The Jan. 10 article “When food is just what the MD ordered” made excellent points about how food prescriptions — especially healthful, plant-predominant diets — can prevent and treat chronic health problems such as diabetes and heart disease. Empowering clinicians to treat patients with food will save millions of people and help patients adopt healthy lifestyle changes. Prescribing healthy food might be more complex than prescribing a pill, but that’s an argument for making it a more accessible and affordable option.

Twenty-nine percent of adults in New York City have hypertension and 12 percent have diabetes, and the city is attacking these problems head-on. New York is teaching schoolchildren about nutrition early in life, and public hospitals are adopting plant-based default meals. The city anticipates serving 850,000 plant-based meals to hospital patients in 2023, with a projected food savings of $500,000. And it is providing free introductory nutrition and lifestyle medicine training to more than 200,000 clinicians.

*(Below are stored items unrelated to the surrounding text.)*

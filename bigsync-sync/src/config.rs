use serde::{Deserialize, Serialize};
use std::path::{Path, PathBuf};
use std::time::Duration;
use tracing::debug;

use bigsync_rest::{ClientOptions, TransportOptions, Version, VersionGate, MAX_CHUNK_SIZE};

use crate::errors::{Result, SyncError};
use crate::retry::DeleteRetry;

/// Tunables of the sync engine, stored as `~/.bigsync/config.toml`
#[derive(Debug, Clone, PartialEq, Serialize, Deserialize)]
#[serde(default)]
pub struct SyncConfig {
    /// Largest byte range sent in one upload request
    pub max_chunk_size: u64,
    /// How long an upload waits for the upload slot
    pub upload_slot_timeout_secs: u64,
    pub probe_timeout_ms: u64,
    pub request_timeout_secs: u64,
    /// Pause after every successful request
    pub pacing_ms: u64,
    pub delete_retry_attempts: u32,
    pub delete_retry_interval_secs: u64,
    pub minimum_version: String,
    pub maximum_version: String,
    /// Oldest device version exposing iAppsLX endpoints
    pub iapps_minimum_version: String,
    pub accept_invalid_certs: bool,
}

impl Default for SyncConfig {
    fn default() -> Self {
        Self {
            max_chunk_size: MAX_CHUNK_SIZE,
            upload_slot_timeout_secs: 15,
            probe_timeout_ms: 5_000,
            request_timeout_secs: 60,
            pacing_ms: 1_000,
            delete_retry_attempts: 12,
            delete_retry_interval_secs: 5,
            minimum_version: "12.1.0".to_string(),
            maximum_version: "14.99.99".to_string(),
            iapps_minimum_version: "13.0.0".to_string(),
            accept_invalid_certs: true,
        }
    }
}

impl SyncConfig {
    /// Load from `path`
    pub fn load_from(path: &Path) -> Result<Self> {
        let content = std::fs::read_to_string(path)?;
        let config: SyncConfig = toml::from_str(&content)?;
        config.version_gate()?;
        Ok(config)
    }

    /// Load from the default location, falling back to defaults when there is no file
    pub fn load() -> Result<Self> {
        let path = config_path()?;
        if !path.exists() {
            debug!("No config at {}, using defaults", path.display());
            return Ok(Self::default());
        }
        Self::load_from(&path)
    }

    pub fn save_to(&self, path: &Path) -> Result<()> {
        if let Some(parent) = path.parent() {
            std::fs::create_dir_all(parent)?;
        }
        std::fs::write(path, toml::to_string_pretty(self)?)?;
        Ok(())
    }

    pub fn save(&self) -> Result<()> {
        self.save_to(&config_path()?)
    }

    pub fn version_gate(&self) -> Result<VersionGate> {
        Ok(VersionGate::new(
            parse_version(&self.minimum_version)?,
            parse_version(&self.maximum_version)?,
        ))
    }

    pub fn iapps_minimum(&self) -> Result<Version> {
        parse_version(&self.iapps_minimum_version)
    }

    pub fn upload_slot_timeout(&self) -> Duration {
        Duration::from_secs(self.upload_slot_timeout_secs)
    }

    pub fn delete_retry(&self) -> DeleteRetry {
        DeleteRetry::new(
            self.delete_retry_attempts,
            Duration::from_secs(self.delete_retry_interval_secs),
        )
    }

    pub fn client_options(&self) -> ClientOptions {
        ClientOptions {
            probe_timeout: Duration::from_millis(self.probe_timeout_ms),
            pacing: Duration::from_millis(self.pacing_ms),
        }
    }

    pub fn transport_options(&self) -> TransportOptions {
        TransportOptions {
            request_timeout: Duration::from_secs(self.request_timeout_secs),
            accept_invalid_certs: self.accept_invalid_certs,
        }
    }
}

fn parse_version(raw: &str) -> Result<Version> {
    raw.parse()
        .map_err(|_| SyncError::Config(format!("invalid version bound: {}", raw)))
}

/// `~/.bigsync/config.toml`
pub fn config_path() -> Result<PathBuf> {
    let home = dirs::home_dir()
        .ok_or_else(|| SyncError::Config("home directory not found".to_string()))?;
    Ok(home.join(".bigsync").join("config.toml"))
}

/// Default workspace root, `~/.bigsync/workspace`
pub fn default_workspace_path() -> Result<PathBuf> {
    Ok(config_path()?
        .parent()
        .map(|p| p.join("workspace"))
        .unwrap_or_else(|| PathBuf::from("workspace")))
}

#[cfg(test)]
mod tests {
    use super::*;
    use tempfile::tempdir;

    #[test]
    fn test_defaults_match_device_limits() {
        let config = SyncConfig::default();
        let gate = config.version_gate().unwrap();
        assert_eq!(gate.minimum, Version::new(12, 1, 0));
        assert_eq!(gate.maximum, Version::new(14, 99, 99));
        assert_eq!(config.iapps_minimum().unwrap(), Version::new(13, 0, 0));
        assert_eq!(config.max_chunk_size, 1_048_576);
        assert_eq!(config.upload_slot_timeout(), Duration::from_secs(15));
        assert_eq!(config.delete_retry().attempts, 12);
    }

    #[test]
    fn test_partial_file_keeps_defaults() {
        let dir = tempdir().unwrap();
        let path = dir.path().join("config.toml");
        std::fs::write(&path, "pacing_ms = 0\nmax_chunk_size = 4096\n").unwrap();

        let config = SyncConfig::load_from(&path).unwrap();
        assert_eq!(config.pacing_ms, 0);
        assert_eq!(config.max_chunk_size, 4096);
        assert_eq!(config.delete_retry_attempts, 12);
    }

    #[test]
    fn test_save_and_load() {
        let dir = tempdir().unwrap();
        let path = dir.path().join("nested").join("config.toml");
        let config = SyncConfig {
            accept_invalid_certs: false,
            ..SyncConfig::default()
        };
        config.save_to(&path).unwrap();
        assert_eq!(SyncConfig::load_from(&path).unwrap(), config);
    }

    #[test]
    fn test_bad_version_bound_is_rejected() {
        let dir = tempdir().unwrap();
        let path = dir.path().join("config.toml");
        std::fs::write(&path, "minimum_version = \"twelve\"\n").unwrap();
        assert!(matches!(SyncConfig::load_from(&path), Err(SyncError::Config(_))));
    }
}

A study recently published in the Journal of the American Medical Association showed that expanding access to programs such as medically tailored meals not only could result in fewer hospitalizations nationwide but also could produce a potential net cost savings of $13.6 billion per year.

If we can teach people with diabetes to monitor their glucose at home, why can’t we also teach them how to eat healthier?

Kate MacKenzie, New York

The writer is the executive director of the New York City mayor’s Office of Food Policy.